Public anonymity

Issues in Science and Technology, Winter 2005 by Morgan, James N, Sweeney, William R Jr

"Protecting Public Anonymity," by M. Granger Morgan and Elaine Newton (Issues, Fall 2004), deals with one problem by exacerbating another. If someone breaks into my home, I don't expect the authorities to punish me for carelessness but to punish the perpetrator. Yet most of the methods for protecting anonymity put the burden on those who collect or manage databases. Why not a clearer definition of what an abuse is and of punishments for the abusers?

We already allow the merging of databases with information about individuals, because a great deal of research requires a lot of information about each individual, not for revelation but for statistical purposes. It is true that even statistical findings can lead to stereotyped conclusions about subgroups in society, but that can be reduced by proper presentations of results.
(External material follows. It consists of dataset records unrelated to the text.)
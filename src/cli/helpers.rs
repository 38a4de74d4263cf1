use crate::identity::Role;
use crate::message::Envelope;
use crate::utils::format_timestamp;
use colored::*;
use indoc::indoc;

/// 交互菜单（五个选项）
pub fn format_menu() -> String {
    let menu = indoc! {"
        Secure Messaging CLI
        1. Customer sends message to Bank
        2. Bank reads message
        3. Bank replies to Customer
        4. Customer reads Bank reply
        5. Exit"};

    menu.bold().to_string()
}

/// 公钥指纹：SHA-256 前 8 字节的十六进制
pub fn format_fingerprint(public_key: &[u8]) -> String {
    let digest = crate::crypto::hash_message(public_key);
    hex::encode(&digest[..8])
}

/// 信封摘要，只显示长度和时间，不显示内容
pub fn format_envelope_summary(envelope: &Envelope) -> String {
    format!(
        "  {} {} | {} {} | {} {}",
        "ciphertext:".dimmed(),
        format_bytes(envelope.ciphertext().len() as u64),
        "nonce:".dimmed(),
        hex::encode(envelope.nonce()).yellow(),
        "sent:".dimmed(),
        format_timestamp(envelope.timestamp()),
    )
}

/// 格式化收到的消息
pub fn format_received(receiver: &Role, sender: &Role, plaintext: &str) -> String {
    format!(
        "{} Received message from {}: {}",
        format!("[{}]", receiver).bold(),
        sender.to_string().yellow(),
        plaintext.green()
    )
}

/// 格式化表格
pub fn format_table(headers: &[&str], rows: &[Vec<String>], widths: &[usize]) -> String {
    let mut result = String::new();

    let header_row = headers.iter()
        .zip(widths.iter())
        .map(|(h, w)| format!("{:width$}", h, width = *w))
        .collect::<Vec<_>>()
        .join(" | ");

    result.push_str(&header_row.bold().to_string());
    result.push('\n');

    let separator = widths.iter()
        .map(|w| "-".repeat(*w))
        .collect::<Vec<_>>()
        .join("-+-");

    result.push_str(&separator);
    result.push('\n');

    for row in rows {
        let data_row = row.iter()
            .zip(widths.iter())
            .map(|(cell, w)| format!("{:width$}", cell, width = *w))
            .collect::<Vec<_>>()
            .join(" | ");

        result.push_str(&data_row);
        result.push('\n');
    }

    result
}

/// 格式化字节大小
pub fn format_bytes(bytes: u64) -> String {
    const UNITS: [&str; 4] = ["B", "KB", "MB", "GB"];

    if bytes < 1024 {
        return format!("{} B", bytes);
    }

    let mut size = bytes as f64;
    let mut unit_index = 0;

    while size >= 1024.0 && unit_index < UNITS.len() - 1 {
        size /= 1024.0;
        unit_index += 1;
    }

    format!("{:.2} {}", size, UNITS[unit_index])
}

/// 格式化持续时间
pub fn format_duration(seconds: u64) -> String {
    let hours = seconds / 3600;
    let minutes = (seconds % 3600) / 60;
    let seconds = seconds % 60;

    if hours > 0 {
        format!("{}h {}m {}s", hours, minutes, seconds)
    } else if minutes > 0 {
        format!("{}m {}s", minutes, seconds)
    } else {
        format!("{}s", seconds)
    }
}

#[cfg(test)]
mod tests {
    use super::*;

    #[test]
    fn test_format_bytes() {
        assert_eq!(format_bytes(12), "12 B");
        assert_eq!(format_bytes(2048), "2.00 KB");
        assert_eq!(format_bytes(3 * 1024 * 1024), "3.00 MB");
    }

    #[test]
    fn test_format_duration() {
        assert_eq!(format_duration(45), "45s");
        assert_eq!(format_duration(60), "1m 0s");
        assert_eq!(format_duration(3725), "1h 2m 5s");
    }

    #[test]
    fn test_format_table() {
        colored::control::set_override(false);

        let rows = vec![vec!["bank".to_string(), "present".to_string()]];
        let table = format_table(&["Role", "Keys"], &rows, &[6, 7]);
        let lines: Vec<&str> = table.lines().collect();

        assert_eq!(lines[0], "Role   | Keys   ");
        assert_eq!(lines[1], "-------+--------");
        assert_eq!(lines[2], "bank   | present");
    }

    #[test]
    fn test_menu_lists_five_options() {
        colored::control::set_override(false);

        let menu = format_menu();
        assert!(menu.starts_with("Secure Messaging CLI"));
        assert!(menu.contains("5. Exit"));
    }

    #[test]
    fn test_fingerprint_is_stable() {
        assert_eq!(format_fingerprint(b"abc"), "ba7816bf8f01cfea");
    }
}
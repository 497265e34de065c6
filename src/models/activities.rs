use serde::Serialize;

/// Raw `activities` row as stored. The roster is kept as a JSON-encoded text
/// column; nothing outside the storage layer should touch the encoded form.
#[derive(Debug, Clone, sqlx::FromRow)]
pub struct ActivityRow {
    pub name: String,
    pub description: Option<String>,
    pub schedule: Option<String>,
    pub max_participants: Option<i64>,
    pub participants: Option<String>,
}

/// Decoded activity with the roster as a plain list of email addresses.
#[derive(Debug, Clone)]
pub struct Activity {
    pub name: String,
    pub description: Option<String>,
    pub schedule: Option<String>,
    pub max_participants: Option<i64>,
    pub participants: Vec<String>,
}

impl From<ActivityRow> for Activity {
    fn from(row: ActivityRow) -> Self {
        Activity {
            name: row.name,
            description: row.description,
            schedule: row.schedule,
            max_participants: row.max_participants,
            participants: decode_participants(row.participants.as_deref()),
        }
    }
}

/// A missing or unreadable roster column decodes to an empty list, never an
/// error.
pub fn decode_participants(json: Option<&str>) -> Vec<String> {
    let Some(raw) = json else {
        return Vec::new();
    };
    serde_json::from_str::<Vec<String>>(raw).unwrap_or_default()
}

pub fn encode_participants<S: Serialize>(participants: &[S]) -> String {
    serde_json::to_string(participants).unwrap_or_else(|_| "[]".to_string())
}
Important survey research uses personal interviews to collect much information directly from individuals, but highly productive improvements in the data can be made economically by adding information from other sources, ranging from data sets with individuals identified to those containing information about the area where a person lives or the nature of his or her occupation. And great reductions can be made in respondents' burdens if some information can be made available from other sources. Methodologically, we can learn about response error and improve the data by comparing data from more than one source. Explanations of situation or behavior must allow for complex interaction effects.

We already have protections when personal data are merged, and to prohibit the ransacking of data to reveal individuals. At the University of Michigan's Institute for Social Research, we have been collecting rich individual data for years, including the use of reinterview panels, without any case of loss of anonymity.

JAMES N. MORGAN

Senior Research Scholar Emeritus

Institute for Social Research

Professor of Economics Emeritus

University of Michigan

Ann Arbor, Michigan

jnmorgan@ isr.umich.edu

The challenge to our society is to calibrate the balance between personal privacy and society's security in accord with the constant evolution of technology. This public policy debate has to include the full participation of academics, business leaders, civil libertarians, law enforcement, national security, and technologists with our elected political leaders who reflect the attitudes of the citizens.

The challenge is global because technology erases national borders but cannot eliminate the cultural and historical attitudes on the individual issues of personal privacy and national security as well as their convergence. Europe's attitudes, for example, on the convergence of these issues are shaped by the historic experiences of Nazi occupation and by recent domestic terrorism in England, Ireland, Italy, Germany, France, and Spain. Other areas such as Hong Kong, Australia, and Japan have distinct national ideas about privacy.

Companies such as EDS are engaged in dialogues and partnerships with the U.S. government as well as governments in Europe, Asia, and Latin America and with multilateral governmental organizations to determine a process that reflects the consensus of all the participants in the robust debate about the "balance" between personal privacy and security. This global conversation is vertical and horizontal, because some information-personal financial and health records, for example-is particularly sensitive and is therefore more regulated. EDS has been involved in this discussion for well over 10 years and plans to continue its engagement in these public/private dialogues for years to come.

The article by M. Granger Morgan and Elaine Newton was troublesome, because there was the suggestion that anonymity was somehow a "right" in the United States. I disagree. In an era of search engines and digitization of records, people aren't anonymous. That's a reality. Controls can be put in place to provide privacy protections and punish actual abuses and serious crimes such as identity theft, but the idea that complete personal anonymity is possible, much less a "right" in the United States, is naive and simplistic. Frankly, after September 11, every passenger and crew member on the airplane feels more secure because they know every other passenger was "screened" by the same regime, and no one is really anonymous to the authorities.

At the same time, the article was constructive, because there was the strong suggestion that a privacy/security regime could be instituted voluntarily in partnership with business, which frankly is more sensitive to the realities of the market, technology, and our customers' concerns than is government regulation.

Sometimes, there is amnesia about a central fact: The customer sets the rules, because the customer is the final arbiter. Remember: If privacy is the issue, as in the financial and healthcare sectors, then the processes adapt to that concern. If security is the issue, as in airline travel, then the processes adapt to that concern as was demonstrated in the recent negotiations between the United States and the European Union on airline passenger lists. If there is customer concern about data from radio frequency identification devices, then the rules and business practices will evolve to address those concerns. Sometimes, the government will prod the process forward. In this space of privacy and security convergence with technology deployment, the odds are that government regulation is a lagging indicator.